At the turn of the century, almost all of the romantic love I had to give was unrequited, and the only problem with that (in retrospect) was that I never got to realize my dream of having a boyfriend come along to digitize my vast collection of mixed tapes, and then burn them onto CDs. And I suppose I could have done like Dalloway and digitized the mixtapes myself, but I didn’t have my own internet connection back then, let alone a CD burner, and besides, it used to take entire afternoons to download half a song, and burning a CD could take even longer, and the only people with patience for such projects were the kinds of emotionally stunted, technically-inclined dorks that I tended to have crushes on, and none of them ever cared about me enough to do so.

So my trove of mixtapes was lost to time, from “Britt’s Mix 93” to the ska tape our friend Laura made in 1997, that very random tape I made in Grade 10 that went from April Wine’s “I Wouldn’t Want to Lose Your Love” to Alannah Myles’ “Lover of Mine,” and that most iconic Summer of ‘99 tape whose Side B began with Sophie B. Hawkins’ “As I Lay Me Down” to Mariah Carey’s “Always Be My Baby” (and “Angels” by Robbie Williams in there somewhere).

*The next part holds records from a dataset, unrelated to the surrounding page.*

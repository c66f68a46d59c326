// SPDX-License-Identifier: PolyForm-Noncommercial-1.0.0
// Copyright (c) 2025 Sylvex. All rights reserved.

//! Errors raised while reading, parsing and validating a [`ServerConfig`].
//!
//! [`ServerConfig`]: crate::ServerConfig

use std::path::{Path, PathBuf};

use thiserror::Error;

/// Why a configuration could not be produced.
#[derive(Debug, Error)]
pub enum ConfigError {
    /// The configuration file does not exist.
    #[error("Configuration file does not exist: {}", path.display())]
    FileNotFound {
        /// Requested path.
        path: PathBuf,
    },

    /// The file exists but could not be read.
    #[error("Cannot read configuration file {}: {source}", path.display())]
    Io {
        /// File path.
        path: PathBuf,
        /// Underlying error.
        #[source]
        source: std::io::Error,
    },

    /// The file extension names no supported format.
    #[error("Unsupported configuration extension `{extension}` (expected yaml, yml, toml or json)")]
    UnsupportedFormat {
        /// Offending extension.
        extension: String,
    },

    /// The document is not well-formed for its format, or does not match the
    /// schema.
    #[error("Malformed {format} configuration{}{}: {message}", source_label(path.as_deref()), line_label(*line))]
    Parse {
        /// `yaml`, `toml` or `json`.
        format: &'static str,
        /// Source file, when parsed from disk.
        path: Option<PathBuf>,
        /// 1-based line, when the parser reports one.
        line: Option<usize>,
        /// Parser message.
        message: String,
    },

    /// A field holds a value the runtime cannot work with.
    #[error("Invalid value for `{field}`: {message}")]
    Validation {
        /// Dotted field path, e.g. `server.max_connections`.
        field: String,
        /// What is wrong.
        message: String,
    },

    /// A numeric field lies outside its accepted range.
    #[error("`{field}` = {value} is outside {min}..={max}")]
    OutOfRange {
        /// Dotted field path.
        field: String,
        /// Rejected value.
        value: String,
        /// Inclusive lower bound.
        min: String,
        /// Inclusive upper bound.
        max: String,
    },

    /// An environment override could not be applied.
    #[error("Environment override {name} rejected: {message}")]
    InvalidEnvVar {
        /// Variable name.
        name: String,
        /// What was expected.
        message: String,
    },
}

fn source_label(path: Option<&Path>) -> String {
    path.map(|p| format!(" in {}", p.display())).unwrap_or_default()
}

fn line_label(line: Option<usize>) -> String {
    line.map(|l| format!(" at line {l}")).unwrap_or_default()
}

impl ConfigError {
    /// A document that failed to parse as `format`.
    pub fn malformed(format: &'static str, message: impl Into<String>) -> Self {
        Self::Parse {
            format,
            path: None,
            line: None,
            message: message.into(),
        }
    }

    /// Attaches the line reported by the parser to a parse error.
    pub fn with_line(mut self, at: usize) -> Self {
        if let Self::Parse { line, .. } = &mut self {
            *line = Some(at);
        }
        self
    }

    /// Attaches the source file to a parse error. Other variants pass through.
    pub fn in_file(mut self, file: &Path) -> Self {
        if let Self::Parse { path, .. } = &mut self {
            *path = Some(file.to_path_buf());
        }
        self
    }

    /// Creates a validation error.
    pub fn validation(field: impl Into<String>, message: impl Into<String>) -> Self {
        Self::Validation {
            field: field.into(),
            message: message.into(),
        }
    }

    /// Creates a range error.
    pub fn out_of_range<T: std::fmt::Display>(
        field: impl Into<String>,
        value: T,
        min: T,
        max: T,
    ) -> Self {
        Self::OutOfRange {
            field: field.into(),
            value: value.to_string(),
            min: min.to_string(),
            max: max.to_string(),
        }
    }

    /// Creates an I/O error.
    pub fn io(path: impl Into<PathBuf>, source: std::io::Error) -> Self {
        Self::Io {
            path: path.into(),
            source,
        }
    }

    /// Creates a missing-file error.
    pub fn file_not_found(path: impl Into<PathBuf>) -> Self {
        Self::FileNotFound { path: path.into() }
    }

    /// Creates an unsupported-extension error.
    pub fn unsupported_format(extension: impl Into<String>) -> Self {
        Self::UnsupportedFormat {
            extension: extension.into(),
        }
    }

    /// Creates an environment override error.
    pub fn invalid_env_var(name: impl Into<String>, message: impl Into<String>) -> Self {
        Self::InvalidEnvVar {
            name: name.into(),
            message: message.into(),
        }
    }

    /// Returns the offending field for value errors.
    pub fn field(&self) -> Option<&str> {
        match self {
            Self::Validation { field, .. } | Self::OutOfRange { field, .. } => Some(field),
            _ => None,
        }
    }

    /// Returns `true` if the file could not be located or read.
    pub fn is_file_error(&self) -> bool {
        matches!(self, Self::Io { .. } | Self::FileNotFound { .. })
    }

    /// Returns `true` if the document parsed but holds unusable values.
    pub fn is_validation_error(&self) -> bool {
        matches!(self, Self::Validation { .. } | Self::OutOfRange { .. })
    }
}

/// Result alias for configuration operations.
pub type ConfigResult<T> = Result<T, ConfigError>;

And yes, it’s true that if any of those CD burner-owning boys I’d fancied had ever managed to love me back, the attraction might have petered out around the time they discovered the extent of my affinity for soft rock. The one guy I did go out with during this period didn’t have a CD burner either, but when I gave him a tape that included Heather Nova’s “London Rain (Nothing Heals Me Like You Do),” he was really mean about it, which should have been a red flag—nobody puts a track from the Dawson’s Creek soundtrack in the corner. (Full disclosure: his mixtape for me was really cool, introducing me to music I love to this day, but he was not very nice in the end.)

Mixtapes, for me, in the 1990s, were almost like a scrapbook, compiled in real time. My Sony Sports Walkman was always nearby, and I’d be listening to the tape-in-progress, removing the tape from my deck only to add to it, taping something off a friend’s CD, recording a song off the radio, or from somebody’s parents’ record collection. And then once the tape was complete, it would be titled and dated, a record of time, much of the music not actually contemporary, assembled by chance, but that would become my soundtrack as I made my way through the world, foam headphones ever-present on my ears (at least until I stepped on the headset and broke it, which happened all the time).

My husband never made me a mixtape. We met in 2002, and he’d already embraced the future, a never-to-be-obsolete technology called the minidisc (ha ha) and he brought me on board, for which he still regularly apologizes. He must have made me a mix-minidisc, but I don’t remember what was on it, mostly because there was so much else going on at the time, our separate lives converging, the beginning of forever. In 2005, under the impression of an iconic ad, we each purchased an ipod shuffle (catchphrase: “Life is random”), which was the start of the end of our relationship with physical media (although we still own an entire shelf unit of CDs).

But the ipod shuffle would not be the the end of us sharing music together, on road trips, in the kitchen doing dishes. My husband has a Spotify playlist called “The Kerry List” that is 2 hours and 26 minutes long, specially curated at the intersection of our tastes, and while there’s no Mariah Carey, every single track is one that makes me exclaim, “Tune!” at the opening strains, and to me there is nothing more generous.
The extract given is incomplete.